- [PROBLEM]:
In the records below, find the line containing "top cell is" and the line containing "calls to drain."; please repeat exactly the lines from one to the other, both included, and nothing more.

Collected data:
=-=-=

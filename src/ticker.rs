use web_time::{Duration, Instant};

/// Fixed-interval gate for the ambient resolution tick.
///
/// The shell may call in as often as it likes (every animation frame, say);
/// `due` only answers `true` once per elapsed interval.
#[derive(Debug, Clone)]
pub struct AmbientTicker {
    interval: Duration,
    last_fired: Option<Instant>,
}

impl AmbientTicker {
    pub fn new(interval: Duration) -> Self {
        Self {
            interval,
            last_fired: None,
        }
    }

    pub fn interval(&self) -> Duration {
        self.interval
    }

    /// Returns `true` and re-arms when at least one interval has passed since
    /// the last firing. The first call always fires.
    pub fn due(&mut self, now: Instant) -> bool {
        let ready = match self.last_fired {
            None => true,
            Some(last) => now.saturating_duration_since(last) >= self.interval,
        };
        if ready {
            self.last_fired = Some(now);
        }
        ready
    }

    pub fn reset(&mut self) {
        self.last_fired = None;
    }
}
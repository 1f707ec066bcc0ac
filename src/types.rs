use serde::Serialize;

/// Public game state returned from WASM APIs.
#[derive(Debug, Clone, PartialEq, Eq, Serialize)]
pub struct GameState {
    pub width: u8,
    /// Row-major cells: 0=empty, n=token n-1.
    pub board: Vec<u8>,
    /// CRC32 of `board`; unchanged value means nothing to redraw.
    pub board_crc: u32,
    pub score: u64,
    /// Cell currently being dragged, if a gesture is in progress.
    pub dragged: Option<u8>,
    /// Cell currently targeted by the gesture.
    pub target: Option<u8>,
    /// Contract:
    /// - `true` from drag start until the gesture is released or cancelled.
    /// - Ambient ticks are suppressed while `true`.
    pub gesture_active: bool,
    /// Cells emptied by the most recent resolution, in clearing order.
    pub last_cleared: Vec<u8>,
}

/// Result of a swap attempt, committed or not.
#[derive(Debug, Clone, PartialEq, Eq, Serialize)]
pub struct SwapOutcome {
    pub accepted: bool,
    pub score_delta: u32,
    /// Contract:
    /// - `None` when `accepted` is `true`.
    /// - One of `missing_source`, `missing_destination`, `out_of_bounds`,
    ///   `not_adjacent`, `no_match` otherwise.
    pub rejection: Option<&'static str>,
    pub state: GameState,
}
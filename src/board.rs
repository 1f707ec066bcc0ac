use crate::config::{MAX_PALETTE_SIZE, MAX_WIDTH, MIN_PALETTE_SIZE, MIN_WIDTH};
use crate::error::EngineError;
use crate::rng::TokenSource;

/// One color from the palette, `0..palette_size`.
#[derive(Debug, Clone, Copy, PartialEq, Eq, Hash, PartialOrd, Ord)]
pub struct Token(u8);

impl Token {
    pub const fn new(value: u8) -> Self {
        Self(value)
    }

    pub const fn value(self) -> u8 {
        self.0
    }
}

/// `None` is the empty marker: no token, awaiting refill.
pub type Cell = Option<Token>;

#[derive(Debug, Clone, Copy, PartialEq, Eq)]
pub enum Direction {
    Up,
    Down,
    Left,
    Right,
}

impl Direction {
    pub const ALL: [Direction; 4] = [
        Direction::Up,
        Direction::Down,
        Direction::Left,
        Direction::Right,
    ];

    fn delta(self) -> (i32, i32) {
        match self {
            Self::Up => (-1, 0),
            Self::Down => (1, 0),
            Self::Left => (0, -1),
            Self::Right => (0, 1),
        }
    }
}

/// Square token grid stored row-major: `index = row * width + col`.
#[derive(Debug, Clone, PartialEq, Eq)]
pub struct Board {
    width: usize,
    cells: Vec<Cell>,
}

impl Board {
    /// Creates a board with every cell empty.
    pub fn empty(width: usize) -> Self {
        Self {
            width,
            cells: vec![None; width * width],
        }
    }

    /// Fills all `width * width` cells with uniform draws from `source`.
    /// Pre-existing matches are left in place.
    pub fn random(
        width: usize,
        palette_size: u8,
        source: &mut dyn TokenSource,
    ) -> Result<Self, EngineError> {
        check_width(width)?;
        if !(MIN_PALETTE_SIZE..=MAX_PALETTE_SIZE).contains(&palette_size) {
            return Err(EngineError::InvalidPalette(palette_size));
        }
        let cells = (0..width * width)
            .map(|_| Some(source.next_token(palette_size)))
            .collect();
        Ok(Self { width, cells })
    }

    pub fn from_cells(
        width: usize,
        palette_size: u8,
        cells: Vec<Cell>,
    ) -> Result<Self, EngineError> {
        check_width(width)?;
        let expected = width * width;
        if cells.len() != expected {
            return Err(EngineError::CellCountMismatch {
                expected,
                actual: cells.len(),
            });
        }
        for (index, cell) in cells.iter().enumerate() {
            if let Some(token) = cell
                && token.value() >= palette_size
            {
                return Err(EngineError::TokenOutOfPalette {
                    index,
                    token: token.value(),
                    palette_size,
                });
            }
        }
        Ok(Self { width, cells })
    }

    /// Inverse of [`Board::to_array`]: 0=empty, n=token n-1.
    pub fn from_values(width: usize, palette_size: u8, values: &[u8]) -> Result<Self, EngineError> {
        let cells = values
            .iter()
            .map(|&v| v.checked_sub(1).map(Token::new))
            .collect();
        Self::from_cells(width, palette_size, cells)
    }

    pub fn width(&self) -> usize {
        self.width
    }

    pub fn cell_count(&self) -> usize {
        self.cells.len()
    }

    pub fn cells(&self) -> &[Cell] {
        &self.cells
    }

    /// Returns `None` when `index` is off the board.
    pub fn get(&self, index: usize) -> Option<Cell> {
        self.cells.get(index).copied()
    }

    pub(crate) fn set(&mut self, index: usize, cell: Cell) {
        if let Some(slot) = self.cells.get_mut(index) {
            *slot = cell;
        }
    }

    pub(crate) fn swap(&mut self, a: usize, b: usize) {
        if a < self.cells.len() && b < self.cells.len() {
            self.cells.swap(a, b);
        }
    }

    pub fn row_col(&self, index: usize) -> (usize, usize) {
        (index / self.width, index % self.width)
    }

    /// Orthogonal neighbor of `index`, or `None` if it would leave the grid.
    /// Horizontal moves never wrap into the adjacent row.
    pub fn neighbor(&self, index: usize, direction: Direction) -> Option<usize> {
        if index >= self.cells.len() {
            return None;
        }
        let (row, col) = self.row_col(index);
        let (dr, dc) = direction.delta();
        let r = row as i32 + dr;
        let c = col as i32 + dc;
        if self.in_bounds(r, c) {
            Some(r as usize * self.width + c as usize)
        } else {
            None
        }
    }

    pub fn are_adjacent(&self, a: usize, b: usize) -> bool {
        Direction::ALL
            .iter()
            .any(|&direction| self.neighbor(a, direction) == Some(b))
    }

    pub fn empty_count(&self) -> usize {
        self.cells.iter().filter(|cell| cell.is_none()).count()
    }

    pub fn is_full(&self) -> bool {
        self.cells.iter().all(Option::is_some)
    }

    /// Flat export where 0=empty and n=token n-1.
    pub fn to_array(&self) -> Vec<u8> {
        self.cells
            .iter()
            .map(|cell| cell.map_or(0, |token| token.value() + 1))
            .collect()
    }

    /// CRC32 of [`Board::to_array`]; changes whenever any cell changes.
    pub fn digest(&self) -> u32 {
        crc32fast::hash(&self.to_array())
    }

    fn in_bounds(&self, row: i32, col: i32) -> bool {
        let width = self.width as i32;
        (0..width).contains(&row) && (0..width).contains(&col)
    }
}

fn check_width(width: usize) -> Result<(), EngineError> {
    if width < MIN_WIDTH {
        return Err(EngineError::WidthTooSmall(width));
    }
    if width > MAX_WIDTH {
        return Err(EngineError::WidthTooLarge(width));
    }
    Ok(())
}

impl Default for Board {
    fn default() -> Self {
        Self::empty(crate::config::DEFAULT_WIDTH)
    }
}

=-=-=

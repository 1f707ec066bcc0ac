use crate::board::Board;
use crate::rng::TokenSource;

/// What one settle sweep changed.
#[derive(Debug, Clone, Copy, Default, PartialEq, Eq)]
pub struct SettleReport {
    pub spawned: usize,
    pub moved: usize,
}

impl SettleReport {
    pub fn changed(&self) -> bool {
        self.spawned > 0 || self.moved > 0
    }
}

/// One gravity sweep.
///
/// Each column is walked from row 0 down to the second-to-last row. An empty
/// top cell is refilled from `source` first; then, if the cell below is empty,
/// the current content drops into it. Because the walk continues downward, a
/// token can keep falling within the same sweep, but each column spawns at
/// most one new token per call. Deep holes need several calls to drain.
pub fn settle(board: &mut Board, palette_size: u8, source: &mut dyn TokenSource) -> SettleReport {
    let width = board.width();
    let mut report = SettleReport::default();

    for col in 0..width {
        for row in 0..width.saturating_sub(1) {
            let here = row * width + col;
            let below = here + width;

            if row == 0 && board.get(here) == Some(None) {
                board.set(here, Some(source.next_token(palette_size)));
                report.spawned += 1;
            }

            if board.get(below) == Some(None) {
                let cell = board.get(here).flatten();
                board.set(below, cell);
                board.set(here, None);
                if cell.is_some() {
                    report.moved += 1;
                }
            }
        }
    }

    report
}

=-=-=

- [RESPONSE BOX]:
/// top cell is refilled from `source` first; then, if the cell below is empty,
/// the current content drops into it. Because the walk continues downward, a
/// token can keep falling within the same sweep, but each column spawns at
/// most one new token per call. Deep holes need several calls to drain.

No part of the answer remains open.